→ Data for processing
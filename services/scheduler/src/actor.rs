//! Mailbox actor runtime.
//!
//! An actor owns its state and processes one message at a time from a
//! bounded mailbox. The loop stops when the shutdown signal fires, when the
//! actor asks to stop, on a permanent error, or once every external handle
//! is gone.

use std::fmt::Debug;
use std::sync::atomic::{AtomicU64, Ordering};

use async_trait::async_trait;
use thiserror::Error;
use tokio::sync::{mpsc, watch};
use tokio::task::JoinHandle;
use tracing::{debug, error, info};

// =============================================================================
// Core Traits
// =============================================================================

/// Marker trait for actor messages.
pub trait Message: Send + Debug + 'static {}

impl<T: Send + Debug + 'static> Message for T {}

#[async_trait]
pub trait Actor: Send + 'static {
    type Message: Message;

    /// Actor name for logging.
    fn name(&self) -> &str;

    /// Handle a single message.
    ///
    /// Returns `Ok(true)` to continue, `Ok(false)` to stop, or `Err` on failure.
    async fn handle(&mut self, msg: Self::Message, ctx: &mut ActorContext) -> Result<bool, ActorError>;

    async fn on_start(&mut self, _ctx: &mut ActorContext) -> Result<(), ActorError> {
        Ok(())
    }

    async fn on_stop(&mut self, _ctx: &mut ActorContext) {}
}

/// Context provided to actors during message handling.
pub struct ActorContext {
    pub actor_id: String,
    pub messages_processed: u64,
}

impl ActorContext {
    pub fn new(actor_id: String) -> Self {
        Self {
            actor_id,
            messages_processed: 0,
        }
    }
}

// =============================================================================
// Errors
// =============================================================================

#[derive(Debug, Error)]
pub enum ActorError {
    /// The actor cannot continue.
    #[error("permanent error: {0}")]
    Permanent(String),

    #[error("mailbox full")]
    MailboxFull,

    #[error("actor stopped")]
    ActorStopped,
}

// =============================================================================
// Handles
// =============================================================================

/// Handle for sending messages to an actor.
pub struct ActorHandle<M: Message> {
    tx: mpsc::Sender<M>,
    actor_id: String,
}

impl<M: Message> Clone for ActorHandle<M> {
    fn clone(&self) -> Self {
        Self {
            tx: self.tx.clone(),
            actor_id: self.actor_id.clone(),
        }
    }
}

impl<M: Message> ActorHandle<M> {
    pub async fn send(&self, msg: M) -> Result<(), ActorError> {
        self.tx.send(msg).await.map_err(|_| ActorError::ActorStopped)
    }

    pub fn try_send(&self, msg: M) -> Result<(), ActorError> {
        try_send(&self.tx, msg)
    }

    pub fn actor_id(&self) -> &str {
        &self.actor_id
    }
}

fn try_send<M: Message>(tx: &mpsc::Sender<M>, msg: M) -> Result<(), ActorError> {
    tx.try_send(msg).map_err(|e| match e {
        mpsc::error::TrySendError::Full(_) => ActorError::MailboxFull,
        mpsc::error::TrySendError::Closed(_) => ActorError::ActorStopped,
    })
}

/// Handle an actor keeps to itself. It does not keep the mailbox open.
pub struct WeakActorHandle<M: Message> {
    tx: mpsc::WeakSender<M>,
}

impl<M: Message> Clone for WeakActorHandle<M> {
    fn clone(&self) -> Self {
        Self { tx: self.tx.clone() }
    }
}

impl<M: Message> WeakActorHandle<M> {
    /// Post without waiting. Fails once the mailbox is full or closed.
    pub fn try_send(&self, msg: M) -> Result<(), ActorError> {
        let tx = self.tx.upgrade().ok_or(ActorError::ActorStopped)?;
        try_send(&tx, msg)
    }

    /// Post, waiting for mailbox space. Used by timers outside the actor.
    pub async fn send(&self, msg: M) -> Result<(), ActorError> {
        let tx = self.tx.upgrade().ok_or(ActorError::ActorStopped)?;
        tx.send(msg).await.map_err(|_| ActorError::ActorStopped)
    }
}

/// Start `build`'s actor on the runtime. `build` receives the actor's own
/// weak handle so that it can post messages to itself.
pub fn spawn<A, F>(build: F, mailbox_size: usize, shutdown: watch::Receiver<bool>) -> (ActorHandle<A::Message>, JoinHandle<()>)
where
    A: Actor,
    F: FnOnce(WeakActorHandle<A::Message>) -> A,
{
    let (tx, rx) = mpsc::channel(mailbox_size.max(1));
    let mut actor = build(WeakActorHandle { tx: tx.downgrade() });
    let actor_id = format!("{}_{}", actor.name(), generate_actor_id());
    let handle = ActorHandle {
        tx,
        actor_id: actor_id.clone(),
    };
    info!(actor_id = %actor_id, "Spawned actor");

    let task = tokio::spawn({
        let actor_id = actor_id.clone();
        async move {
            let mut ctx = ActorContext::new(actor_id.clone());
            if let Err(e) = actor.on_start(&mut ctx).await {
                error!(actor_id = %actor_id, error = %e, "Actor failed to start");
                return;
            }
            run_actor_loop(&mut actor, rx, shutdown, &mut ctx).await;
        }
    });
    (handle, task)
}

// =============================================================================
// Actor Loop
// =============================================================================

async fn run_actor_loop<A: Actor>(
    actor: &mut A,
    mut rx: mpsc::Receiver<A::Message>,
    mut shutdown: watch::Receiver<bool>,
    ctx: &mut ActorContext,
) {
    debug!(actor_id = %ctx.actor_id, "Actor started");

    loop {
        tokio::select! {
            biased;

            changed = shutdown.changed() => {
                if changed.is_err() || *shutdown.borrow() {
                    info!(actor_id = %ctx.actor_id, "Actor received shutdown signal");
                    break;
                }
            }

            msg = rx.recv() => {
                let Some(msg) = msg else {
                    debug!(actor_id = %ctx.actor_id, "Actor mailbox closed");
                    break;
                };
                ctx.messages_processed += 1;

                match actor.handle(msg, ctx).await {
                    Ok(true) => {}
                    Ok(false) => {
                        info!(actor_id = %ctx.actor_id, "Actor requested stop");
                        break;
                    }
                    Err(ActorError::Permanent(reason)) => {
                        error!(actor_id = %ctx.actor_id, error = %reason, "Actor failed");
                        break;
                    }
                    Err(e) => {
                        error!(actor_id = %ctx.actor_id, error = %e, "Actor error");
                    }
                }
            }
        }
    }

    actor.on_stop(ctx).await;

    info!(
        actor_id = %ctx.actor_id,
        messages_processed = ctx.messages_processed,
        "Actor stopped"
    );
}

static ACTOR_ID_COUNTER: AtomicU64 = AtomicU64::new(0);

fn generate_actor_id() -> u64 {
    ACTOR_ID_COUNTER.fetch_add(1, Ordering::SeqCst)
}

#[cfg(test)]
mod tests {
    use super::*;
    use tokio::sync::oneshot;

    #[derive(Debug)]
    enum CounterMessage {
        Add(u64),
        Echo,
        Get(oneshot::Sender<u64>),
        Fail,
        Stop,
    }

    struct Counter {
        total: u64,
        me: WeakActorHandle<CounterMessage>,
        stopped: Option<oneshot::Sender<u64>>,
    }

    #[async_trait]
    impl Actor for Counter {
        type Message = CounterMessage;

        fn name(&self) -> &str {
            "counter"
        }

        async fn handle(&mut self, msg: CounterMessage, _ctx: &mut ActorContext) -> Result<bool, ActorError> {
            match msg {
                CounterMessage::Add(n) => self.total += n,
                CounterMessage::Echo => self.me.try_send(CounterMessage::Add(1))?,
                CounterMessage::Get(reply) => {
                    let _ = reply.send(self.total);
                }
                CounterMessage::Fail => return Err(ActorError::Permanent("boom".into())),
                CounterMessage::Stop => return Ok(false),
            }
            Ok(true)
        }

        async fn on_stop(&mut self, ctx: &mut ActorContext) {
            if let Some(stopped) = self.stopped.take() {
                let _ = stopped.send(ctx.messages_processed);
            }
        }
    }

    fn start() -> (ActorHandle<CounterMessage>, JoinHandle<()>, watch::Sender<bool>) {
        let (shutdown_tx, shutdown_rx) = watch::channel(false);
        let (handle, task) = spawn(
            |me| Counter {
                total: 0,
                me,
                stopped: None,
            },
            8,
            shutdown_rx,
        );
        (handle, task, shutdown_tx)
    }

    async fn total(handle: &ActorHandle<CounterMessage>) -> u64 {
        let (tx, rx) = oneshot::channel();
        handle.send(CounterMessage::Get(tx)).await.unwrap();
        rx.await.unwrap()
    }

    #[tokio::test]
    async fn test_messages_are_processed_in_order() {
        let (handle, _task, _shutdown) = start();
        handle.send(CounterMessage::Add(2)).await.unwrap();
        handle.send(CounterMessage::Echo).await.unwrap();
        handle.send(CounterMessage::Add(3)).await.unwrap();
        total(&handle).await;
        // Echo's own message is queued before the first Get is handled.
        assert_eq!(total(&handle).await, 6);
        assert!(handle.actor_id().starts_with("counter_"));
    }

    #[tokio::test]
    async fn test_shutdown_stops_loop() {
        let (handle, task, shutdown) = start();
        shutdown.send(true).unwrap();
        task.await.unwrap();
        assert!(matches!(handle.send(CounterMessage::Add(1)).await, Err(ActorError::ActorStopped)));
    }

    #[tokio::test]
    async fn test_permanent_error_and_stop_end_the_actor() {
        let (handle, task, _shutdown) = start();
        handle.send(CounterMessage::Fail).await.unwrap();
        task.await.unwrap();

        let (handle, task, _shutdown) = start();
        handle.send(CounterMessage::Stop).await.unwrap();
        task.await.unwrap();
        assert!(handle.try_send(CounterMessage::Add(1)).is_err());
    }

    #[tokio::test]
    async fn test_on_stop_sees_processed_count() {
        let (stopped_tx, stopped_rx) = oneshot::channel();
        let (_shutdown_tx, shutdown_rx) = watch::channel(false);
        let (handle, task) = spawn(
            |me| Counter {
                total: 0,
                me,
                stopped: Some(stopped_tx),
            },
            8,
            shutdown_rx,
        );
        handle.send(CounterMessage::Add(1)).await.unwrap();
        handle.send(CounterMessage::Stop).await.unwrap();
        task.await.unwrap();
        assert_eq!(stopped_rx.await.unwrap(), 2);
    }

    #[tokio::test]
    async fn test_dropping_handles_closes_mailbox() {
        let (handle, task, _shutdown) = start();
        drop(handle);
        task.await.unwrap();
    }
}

→ Your goal
Look for the string "Some" in the data above and return every line that has it.

→ Expected answer
                let Some(msg) = msg else {
            if let Some(stopped) = self.stopped.take() {
                stopped: Some(stopped_tx),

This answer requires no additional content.